Vigen Sargsian told RFE/RL that the World Bank is currently discussing with the Armenian government the possibility of allocating up to $5 million in loans and grants that would significantly expand emergency measures aimed at preventing a spread of the deadly virus from neighboring Turkey. “The discussions are still in the preliminary stages,” Sargsian said, adding that the government has yet to file a formal aid application.
The bank’s Washington-based Board of Directors set aside $500 million last week to help to prevent a global bird flu pandemic. Turkey, which has already been hit hard by the H5N1 virus, is expected to receive $30 million under the program. Authorities there announced Tuesday that another child was diagnosed with bird flu, raising to 21 the number of human cases in the country, including four children already dead and a boy in
worsening health. The deaths occurred in rural areas close to the Armenian border.

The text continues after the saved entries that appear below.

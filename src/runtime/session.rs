//! System-level commands
//!
//! A [`Session`] owns one evaluation context: it loads a file, selects a
//! system, and answers `analyze`/`expect`/`set`/`get` against it.

use std::path::Path;
use std::sync::Arc;

use super::EngineConfig;
use super::analysis::{self, AnalysisReport, AnalysisResult, ExpectationOutcome};
use super::error::{Result, SdlError};
use super::registry::NativeRegistry;
use super::storage::{LoadedFile, Loader};
use super::system::SystemInstance;
use crate::interpreter::state::JointState;
use crate::interpreter::infer::check_param_update;
use crate::interpreter::{Vm, parse_expect_clause, parse_expr};

/// Name used for expressions typed at the command level.
const COMMAND_SOURCE: &str = "<command>";

/// An interactive analysis session
pub struct Session {
    vm: Vm,
    loader: Loader,
    file: Option<Arc<LoadedFile>>,
    system: Option<SystemInstance>,
}

impl Default for Session {
    fn default() -> Self {
        Self::new(EngineConfig::default())
    }
}

impl Session {
    /// Session over the global native catalog
    pub fn new(config: EngineConfig) -> Self {
        Self::with_natives(config, NativeRegistry::default())
    }

    /// Session over an explicit native registry
    pub fn with_natives(config: EngineConfig, natives: NativeRegistry) -> Self {
        Self {
            vm: Vm::new(natives, config),
            loader: Loader::new(),
            file: None,
            system: None,
        }
    }

    /// Evaluation context
    pub fn vm(&self) -> &Vm {
        &self.vm
    }

    /// Currently loaded file
    pub fn file(&self) -> Option<&Arc<LoadedFile>> {
        self.file.as_ref()
    }

    /// Currently selected system
    pub fn system(&self) -> Option<&SystemInstance> {
        self.system.as_ref()
    }

    /// Load a file, replacing the current one and clearing the selected
    /// system
    pub fn load(&mut self, path: &Path) -> Result<Arc<LoadedFile>> {
        let loaded = self.loader.load(path)?;
        self.replace_file(loaded.clone());
        Ok(loaded)
    }

    /// Load source text under a name
    pub fn load_source(&mut self, name: &str, source: &str) -> Result<Arc<LoadedFile>> {
        let loaded = self.loader.load_source(name, source)?;
        self.replace_file(loaded.clone());
        Ok(loaded)
    }

    fn replace_file(&mut self, loaded: Arc<LoadedFile>) {
        tracing::info!(file = %loaded.path().display(), systems = ?loaded.system_names(), "file loaded");
        self.file = Some(loaded);
        self.system = None;
    }

    /// Build a system of the loaded file and make it current
    pub fn use_system(&mut self, name: &str) -> Result<&SystemInstance> {
        let file = self
            .file
            .as_ref()
            .ok_or_else(|| SdlError::Session("no file loaded".into()))?;
        let env = file.env().clone();
        let decl = env
            .system(name)
            .cloned()
            .ok_or_else(|| SdlError::Session(format!("no system named '{name}'")))?;
        let system = SystemInstance::build(&self.vm, &env, &decl)?;
        Ok(self.system.insert(system))
    }

    fn current(&self) -> Result<&SystemInstance> {
        self.system
            .as_ref()
            .ok_or_else(|| SdlError::Session("no system selected".into()))
    }

    /// Evaluate an expression against the current system
    pub fn analyze(&self, target: &str) -> Result<AnalysisResult> {
        let system = self.current()?;
        let expr = parse_expr(COMMAND_SOURCE, target)?;
        Ok(analysis::analyze(&self.vm, system, target, &expr)?)
    }

    /// Run every `analyze` item of the current system
    pub fn run_analyses(&self) -> Result<Vec<AnalysisReport>> {
        let system = self.current()?;
        Ok(system
            .analyses()
            .map(|item| analysis::run_analysis(&self.vm, system, &item.name, &item.target, &item.expectations))
            .collect())
    }

    /// Check a predicate such as `p99 < 50ms` against a result
    pub fn expect(&self, result: &AnalysisResult, predicate: &str) -> Result<ExpectationOutcome> {
        let system = self.current()?;
        let clause = parse_expect_clause(COMMAND_SOURCE, predicate)?;
        Ok(analysis::check_expectation(&self.vm, system, result, &clause))
    }

    /// Replace `instance.param` with the value of `source`
    ///
    /// The value must be assignable to the parameter's type. Parameters
    /// still on their defaults are re-derived, so a default reading the
    /// updated parameter follows it.
    pub fn set(&mut self, path: &str, source: &str) -> Result<()> {
        let system = self.current()?;
        let (instance_name, param) = split_path(path)?;
        let instance = system
            .instance(instance_name)
            .ok_or_else(|| SdlError::Session(format!("no instance named '{instance_name}'")))?;
        let expr = parse_expr(COMMAND_SOURCE, source)?;
        check_param_update(system.env(), system.decl(), instance_name, param, &expr)?;
        let node = system.lower(&self.vm, &expr)?;
        instance.set_param(param, node, &self.vm)?;
        tracing::info!(instance = instance_name, param, value = source, "parameter set");
        Ok(())
    }

    /// Current value of `instance.param`
    pub fn get(&self, path: &str) -> Result<JointState> {
        let system = self.current()?;
        let (instance_name, param) = split_path(path)?;
        let instance = system
            .instance(instance_name)
            .ok_or_else(|| SdlError::Session(format!("no instance named '{instance_name}'")))?;
        let node = instance
            .get_param(param)
            .ok_or_else(|| SdlError::Session(format!("{instance_name} has no parameter '{param}'")))?;
        Ok(self.vm.evaluate(&node)?)
    }
}

fn split_path(path: &str) -> Result<(&str, &str)> {
    path.split_once('.')
        .filter(|(instance, param)| !instance.is_empty() && !param.is_empty())
        .ok_or_else(|| SdlError::Session(format!("expected 'instance.param', got '{path}'")))
}

#[cfg(test)]
mod tests {
    use super::*;
    use crate::interpreter::Value;

    const SOURCE: &str = r#"
        component Disk {
            param FailureProb: float = 0.01;
            method Read(): bool {
                distribute {
                    FailureProb => { delay 10s; return false }
                    default => { delay 10ms; return true }
                }
            }
        }
        system Demo {
            instance disk: Disk;
            analyze read = disk.Read() expect { availability >= 0.98; p50 < 20ms; };
            analyze bad = disk.Read() expect { p99 < 1ms; };
        }
    "#;

    fn session() -> Session {
        let mut session = Session::default();
        session.load_source("demo.sdl", SOURCE).unwrap();
        session.use_system("Demo").unwrap();
        session
    }

    #[test]
    fn commands_need_a_selected_system() {
        let session = Session::default();
        assert!(matches!(session.analyze("1"), Err(SdlError::Session(_))));
    }

    #[test]
    fn run_analyses_reports_each_item() {
        let reports = session().run_analyses().unwrap();
        assert_eq!(reports.len(), 2);
        assert!(reports[0].passed(), "{:?}", reports[0]);
        assert!(!reports[1].passed());
        assert!(reports[1].error.is_none());
    }

    #[test]
    fn set_changes_later_analyses() {
        let mut session = session();
        session.set("disk.FailureProb", "0.5").unwrap();
        assert_eq!(session.get("disk.FailureProb").unwrap().scalar_value(), Some(&Value::Float(0.5)));
        let result = session.analyze("disk.Read()").unwrap();
        let outcome = session.expect(&result, "availability == 0.5").unwrap();
        assert!(outcome.passed, "{outcome:?}");
    }

    #[test]
    fn set_rejects_values_of_the_wrong_type() {
        let mut session = session();
        let err = session.set("disk.FailureProb", "\"oops\"").unwrap_err();
        let SdlError::Eval(err) = err else {
            panic!("expected an evaluation error, got {err}");
        };
        assert_eq!(err.kind(), "type");
        assert_eq!(err.located().subject, "disk.FailureProb");
        assert_eq!(session.get("disk.FailureProb").unwrap().scalar_value(), Some(&Value::Float(0.01)));

        // Ints widen into float parameters.
        session.set("disk.FailureProb", "1").unwrap();
        assert!(session.set("disk.FailureProb", "disk").is_err());
    }

    #[test]
    fn defaults_follow_the_parameters_they_read() {
        let mut session = Session::default();
        session
            .load_source(
                "derived.sdl",
                r#"
                component Disk {
                    param FailureProb: float = 0.01;
                    param Slow = FailureProb * 2;
                    param Pinned = FailureProb * 3;
                }
                system Demo { instance disk: Disk = { Pinned = 0.5 }; }
                "#,
            )
            .unwrap();
        session.use_system("Demo").unwrap();
        let value = |session: &Session, path: &str| session.get(path).unwrap().scalar_value().cloned();
        assert_eq!(value(&session, "disk.Slow"), Some(Value::Float(0.02)));

        session.set("disk.FailureProb", "0.25").unwrap();
        assert_eq!(value(&session, "disk.Slow"), Some(Value::Float(0.5)));
        assert_eq!(value(&session, "disk.Pinned"), Some(Value::Float(0.5)));

        session.set("disk.Slow", "0.125").unwrap();
        session.set("disk.FailureProb", "0.375").unwrap();
        assert_eq!(value(&session, "disk.Slow"), Some(Value::Float(0.125)));
    }

    #[test]
    fn malformed_paths_are_session_errors() {
        let mut session = session();
        assert!(matches!(session.set("disk", "1"), Err(SdlError::Session(_))));
        assert!(matches!(session.get("nobody.X"), Err(SdlError::Session(_))));
    }

    #[test]
    fn unknown_systems_are_session_errors() {
        let mut session = session();
        assert!(matches!(session.use_system("Other"), Err(SdlError::Session(_))));
    }
}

The Armenian government has so far earmarked only 50 million drams ($110,000) for its preventive measures. The bulk of the money is to be spent on the vaccination of all children and chickens in villages located along Armenia’s closed frontier with Turkey.
Residents of some of those villages told RFE/RL on Tuesday that the process is already in progress. Officials there admitted that the vaccines injected into domestic birds free of charge are designed to neutralize conventional and less dangerous chicken diseases other than bird flu. But they said the drugs are still useful as they strengthen humans’ and chickens’ immunity to the virus.

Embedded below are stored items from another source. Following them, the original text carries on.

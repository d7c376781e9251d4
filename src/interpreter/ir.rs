use std::fmt;

use super::aggregator::AggregatorKind;
use super::ast::BinaryOp;
use super::state::JointState;
use crate::outcomes::Metric;
use crate::runtime::component::InstanceHandle;

/// Prefix operators of the operator tree.
#[derive(Debug, Clone, Copy, PartialEq, Eq)]
pub enum UnaryOp {
    /// Boolean negation.
    Not,
    /// Arithmetic negation.
    Neg,
    /// Bucket count of the operand's value track.
    Len,
    /// Metric of the operand's joint state.
    Metric(Metric),
}

impl From<super::ast::UnaryOp> for UnaryOp {
    fn from(op: super::ast::UnaryOp) -> Self {
        match op {
            super::ast::UnaryOp::Not => UnaryOp::Not,
            super::ast::UnaryOp::Neg => UnaryOp::Neg,
        }
    }
}

impl fmt::Display for UnaryOp {
    fn fmt(&self, f: &mut fmt::Formatter<'_>) -> fmt::Result {
        match self {
            UnaryOp::Not => f.write_str("!"),
            UnaryOp::Neg => f.write_str("-"),
            UnaryOp::Len => f.write_str("len"),
            UnaryOp::Metric(metric) => write!(f, "{metric}"),
        }
    }
}

/// Symbolic intermediate between the AST and a collapsed joint state.
///
/// Stage 1 produces these without touching probability structure: every
/// sequence, choice point and parallel join stays a node until Stage 2.
#[derive(Debug, Clone)]
pub enum OpNode {
    /// Already-collapsed joint state.
    Leaf(JointState),
    /// No value, no latency.
    Nil,
    /// Steps composed left to right.
    Sequence(Vec<OpNode>),
    /// Pointwise binary operator; operands compose sequentially.
    BinaryOp {
        /// Operator.
        op: BinaryOp,
        /// Left operand.
        left: Box<OpNode>,
        /// Right operand.
        right: Box<OpNode>,
    },
    /// Pointwise unary operator or metric extraction.
    UnaryOp {
        /// Operator.
        op: UnaryOp,
        /// Operand.
        operand: Box<OpNode>,
    },
    /// Boolean-conditioned choice.
    IfChoice {
        /// Boolean condition.
        condition: Box<OpNode>,
        /// Taken with the condition's true mass.
        then_branch: Box<OpNode>,
        /// Taken with the condition's false mass.
        else_branch: Box<OpNode>,
    },
    /// Weighted choice.
    Distribute {
        /// Explicit total weight.
        total: Option<Box<OpNode>>,
        /// `(weight, body)` pairs.
        cases: Vec<(OpNode, OpNode)>,
        /// Branch receiving the residual weight.
        default: Option<Box<OpNode>>,
    },
    /// Value-partitioning multiway choice; the subject is evaluated once.
    Switch {
        /// Scrutinee.
        subject: Box<OpNode>,
        /// `(case value, body)` pairs in order.
        cases: Vec<(OpNode, OpNode)>,
        /// Branch for unmatched mass.
        default: Option<Box<OpNode>>,
    },
    /// Deferred method dispatch.
    MethodCall {
        /// Target instance.
        receiver: InstanceHandle,
        /// Method name.
        method: String,
        /// Symbolic arguments.
        args: Vec<OpNode>,
    },
    /// Wait for a duration distribution; value is `true`.
    Delay(Box<OpNode>),
    /// Register a future; collapses to identity.
    Go {
        /// Future name.
        future: String,
        /// Future body.
        body: Box<OpNode>,
    },
    /// Join registered futures.
    Wait {
        /// Futures in `wait` order.
        futures: Vec<String>,
        /// Value aggregator; engine default when absent.
        aggregator: Option<AggregatorKind>,
    },
    /// Value of an already-awaited future with latency zeroed.
    Settled(Box<OpNode>),
    /// Component instance used as a value.
    InstanceRef(InstanceHandle),
}

impl OpNode {
    /// Deterministic constant leaf.
    pub fn constant(value: impl Into<super::value::Value>) -> Self {
        OpNode::Leaf(JointState::constant(value))
    }

    /// Whether the node is `Nil`.
    pub fn is_nil(&self) -> bool {
        matches!(self, OpNode::Nil)
    }

    /// Collapse a statement list: `Nil` entries dropped, a single survivor
    /// returned as-is, several wrapped in a `Sequence`.
    pub fn sequence(nodes: Vec<OpNode>) -> OpNode {
        let mut nodes: Vec<OpNode> = nodes.into_iter().filter(|n| !n.is_nil()).collect();
        match nodes.len() {
            0 => OpNode::Nil,
            1 => nodes.remove(0),
            _ => OpNode::Sequence(nodes),
        }
    }

    /// Joint state of a `Leaf` with a single value and zero latency.
    pub fn as_constant(&self) -> Option<&JointState> {
        match self {
            OpNode::Leaf(state) if state.is_constant() => Some(state),
            _ => None,
        }
    }
}

impl fmt::Display for OpNode {
    fn fmt(&self, f: &mut fmt::Formatter<'_>) -> fmt::Result {
        match self {
            OpNode::Leaf(state) => match state.scalar_value() {
                Some(value) if state.is_constant() => write!(f, "{value}"),
                _ => write!(f, "<leaf {} buckets>", state.latency.len()),
            },
            OpNode::Nil => f.write_str("nil"),
            OpNode::Sequence(steps) => {
                f.write_str("seq(")?;
                for (i, step) in steps.iter().enumerate() {
                    if i > 0 {
                        f.write_str("; ")?;
                    }
                    write!(f, "{step}")?;
                }
                f.write_str(")")
            }
            OpNode::BinaryOp { op, left, right } => write!(f, "({left} {op} {right})"),
            OpNode::UnaryOp { op, operand } => write!(f, "{op}({operand})"),
            OpNode::IfChoice {
                condition,
                then_branch,
                else_branch,
            } => write!(f, "if({condition}, {then_branch}, {else_branch})"),
            OpNode::Distribute { cases, default, .. } => {
                f.write_str("distribute(")?;
                for (i, (weight, body)) in cases.iter().enumerate() {
                    if i > 0 {
                        f.write_str(", ")?;
                    }
                    write!(f, "{weight} => {body}")?;
                }
                if let Some(default) = default {
                    write!(f, ", default => {default}")?;
                }
                f.write_str(")")
            }
            OpNode::Switch { subject, cases, .. } => {
                write!(f, "switch({subject}, {} cases)", cases.len())
            }
            OpNode::MethodCall { receiver, method, args } => {
                write!(f, "{}.{}(", receiver.instance_name(), method)?;
                for (i, arg) in args.iter().enumerate() {
                    if i > 0 {
                        f.write_str(", ")?;
                    }
                    write!(f, "{arg}")?;
                }
                f.write_str(")")
            }
            OpNode::Delay(duration) => write!(f, "delay({duration})"),
            OpNode::Go { future, body } => write!(f, "go {future} = {body}"),
            OpNode::Wait { futures, .. } => write!(f, "wait {}", futures.join(", ")),
            OpNode::Settled(body) => write!(f, "settled({body})"),
            OpNode::InstanceRef(instance) => write!(f, "&{}", instance.instance_name()),
        }
    }
}
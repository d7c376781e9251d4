//! Degenerate shapes: empty bodies, constant branches, single cases and
//! single futures.

use sdl::interpreter::Value;
use sdl::outcomes::Metric;
use sdl::runtime::{AnalysisResult, EngineConfig, SdlError, Session};

const SOURCE: &str = r#"
    component Disk {
        param FailureProb: float = 0.01;
        method Read(): bool {
            distribute {
                FailureProb => { delay 10s; return false }
                default => { delay 10ms; return true }
            }
        }
    }
    component Shapes {
        uses disk: Disk;
        method Nothing() { }
        method Always(): bool {
            if true { delay 5ms; return true } else { delay 9ms; return false }
        }
        method Never(): bool {
            if false { delay 5ms; return true } else { delay 9ms; return false }
        }
        method OneCase(): bool {
            distribute { 3 => disk.Read() }
        }
        method OneFuture(): bool {
            go a = disk.Read();
            wait a;
            return true
        }
        method Unrolled(): bool {
            for 0 { delay 1s; }
            return true
        }
    }
    system S {
        instance d: Disk;
        instance shapes: Shapes = { disk = d };
    }
"#;

fn session() -> Session {
    let mut session = Session::default();
    session.load_source("shapes.sdl", SOURCE).unwrap();
    session.use_system("S").unwrap();
    session
}

fn metric(result: &AnalysisResult, metric: Metric) -> f64 {
    result.metric(metric).unwrap()
}

#[test]
fn empty_bodies_are_instantaneous() {
    let result = session().analyze("shapes.Nothing()").unwrap();
    assert_eq!(metric(&result, Metric::MeanLatency), 0.0);
    assert_eq!(result.state.mass(), 1.0);
}

#[test]
fn constant_conditions_take_one_branch() {
    let session = session();
    let always = session.analyze("shapes.Always()").unwrap();
    assert_eq!(metric(&always, Metric::Availability), 1.0);
    assert!((metric(&always, Metric::MeanLatency) - 0.005).abs() < 1e-12);

    let never = session.analyze("shapes.Never()").unwrap();
    assert_eq!(metric(&never, Metric::Availability), 0.0);
    assert!((metric(&never, Metric::MeanLatency) - 0.009).abs() < 1e-12);
}

#[test]
fn a_single_distribute_case_is_the_case_itself() {
    let session = session();
    let direct = session.analyze("d.Read()").unwrap();
    let wrapped = session.analyze("shapes.OneCase()").unwrap();
    assert_eq!(direct.state, wrapped.state);
}

#[test]
fn waiting_on_one_future_is_a_call() {
    let session = session();
    let direct = session.analyze("d.Read()").unwrap();
    let waited = session.analyze("shapes.OneFuture()").unwrap();
    assert_eq!(direct.state.latency, waited.state.latency);
    assert_eq!(metric(&waited, Metric::Availability), 1.0);
}

#[test]
fn zero_iterations_add_nothing() {
    let result = session().analyze("shapes.Unrolled()").unwrap();
    assert_eq!(metric(&result, Metric::MeanLatency), 0.0);
}

#[test]
fn evaluation_is_deterministic() {
    let first = session().analyze("shapes.OneFuture()").unwrap();
    let second = session().analyze("shapes.OneFuture()").unwrap();
    assert_eq!(first, second);

    let session = session();
    assert_eq!(session.analyze("d.Read()").unwrap(), session.analyze("d.Read()").unwrap());
}

#[test]
fn expressions_analyze_without_methods() {
    let session = session();
    let result = session.analyze("sample distribute { 1 => 2ms; 3 => 4ms }").unwrap();
    assert_eq!(metric(&result, Metric::MeanLatency), 0.0);
    let expected = 0.25 * 0.002 + 0.75 * 0.004;
    let mean: f64 = result
        .state
        .value
        .as_ref()
        .unwrap()
        .iter()
        .map(|b| b.weight * b.value.as_f64().unwrap())
        .sum();
    assert!((mean - expected).abs() < 1e-12);
}

#[test]
fn deep_recursion_hits_the_call_limit() {
    let source = r#"
        component Loop { method Spin(): bool { return self.Spin() } }
        system S { instance l: Loop; }
    "#;
    let config = EngineConfig {
        max_call_depth: 8,
        ..EngineConfig::default()
    };
    let mut session = Session::new(config);
    session.load_source("loop.sdl", source).unwrap();
    session.use_system("S").unwrap();
    let err = session.analyze("l.Spin()").unwrap_err();
    assert!(matches!(err, SdlError::Eval(_)), "{err}");
}

#[test]
fn type_errors_are_collected_at_load() {
    let source = r#"
        component C {
            param N: int = "three";
            method M(): bool { return 1 }
        }
    "#;
    let err = Session::default().load_source("bad.sdl", source).unwrap_err();
    let SdlError::TypeCheck(errors) = err else {
        panic!("expected type errors, got {err}");
    };
    let kinds: Vec<&str> = errors.iter().map(|e| e.kind()).collect();
    assert_eq!(kinds, vec!["type", "method"]);
}

#[test]
fn wide_integer_results_stay_integers() {
    let cases: Vec<String> = (1..=20).map(|i| format!("1 => {i}")).collect();
    let source = format!(
        "component Wide {{ method Pick(): int {{ return distribute {{ {} }} }} }} system S {{ instance w: Wide; }}",
        cases.join("; ")
    );
    let mut session = Session::default();
    session.load_source("wide.sdl", &source).unwrap();
    session.use_system("S").unwrap();

    let result = session.analyze("w.Pick()").unwrap();
    let value = result.state.value.as_ref().unwrap();
    assert!(value.len() <= 16, "{} buckets", value.len());
    assert!((value.total_weight() - 1.0).abs() < 1e-12);
    for bucket in value {
        assert!(
            matches!(bucket.value, Value::Int(n) if (1..=20).contains(&n)),
            "{:?}",
            bucket.value
        );
    }
}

“People are not panicking and understand all the measures taken by the authorities,” said Ashot Terterian, mayor of Lusarat, a village less than one kilometer from the Turkish border. “Our vet has visited almost every house to conduct explanatory work.”
“All of my chickens have been injected with drugs provided by the village administration,” said a woman in the neighboring Yeghegnavan village.
Local officials and ordinary residents also said there have been virtually no chicken deaths in the area since the outbreak of the disease in Turkey. Many also said they continue to eat poultry despite the risks involved. “What should we be afraid of? Our chickens are healthy,” said another Yeghegnavan farmer.
“We keep eating our chickens,” said a young man in another local village, Noyakert. “I have more than a dozen chickens. The vet brought drugs the other day and we injected it. Nothing has happened yet.”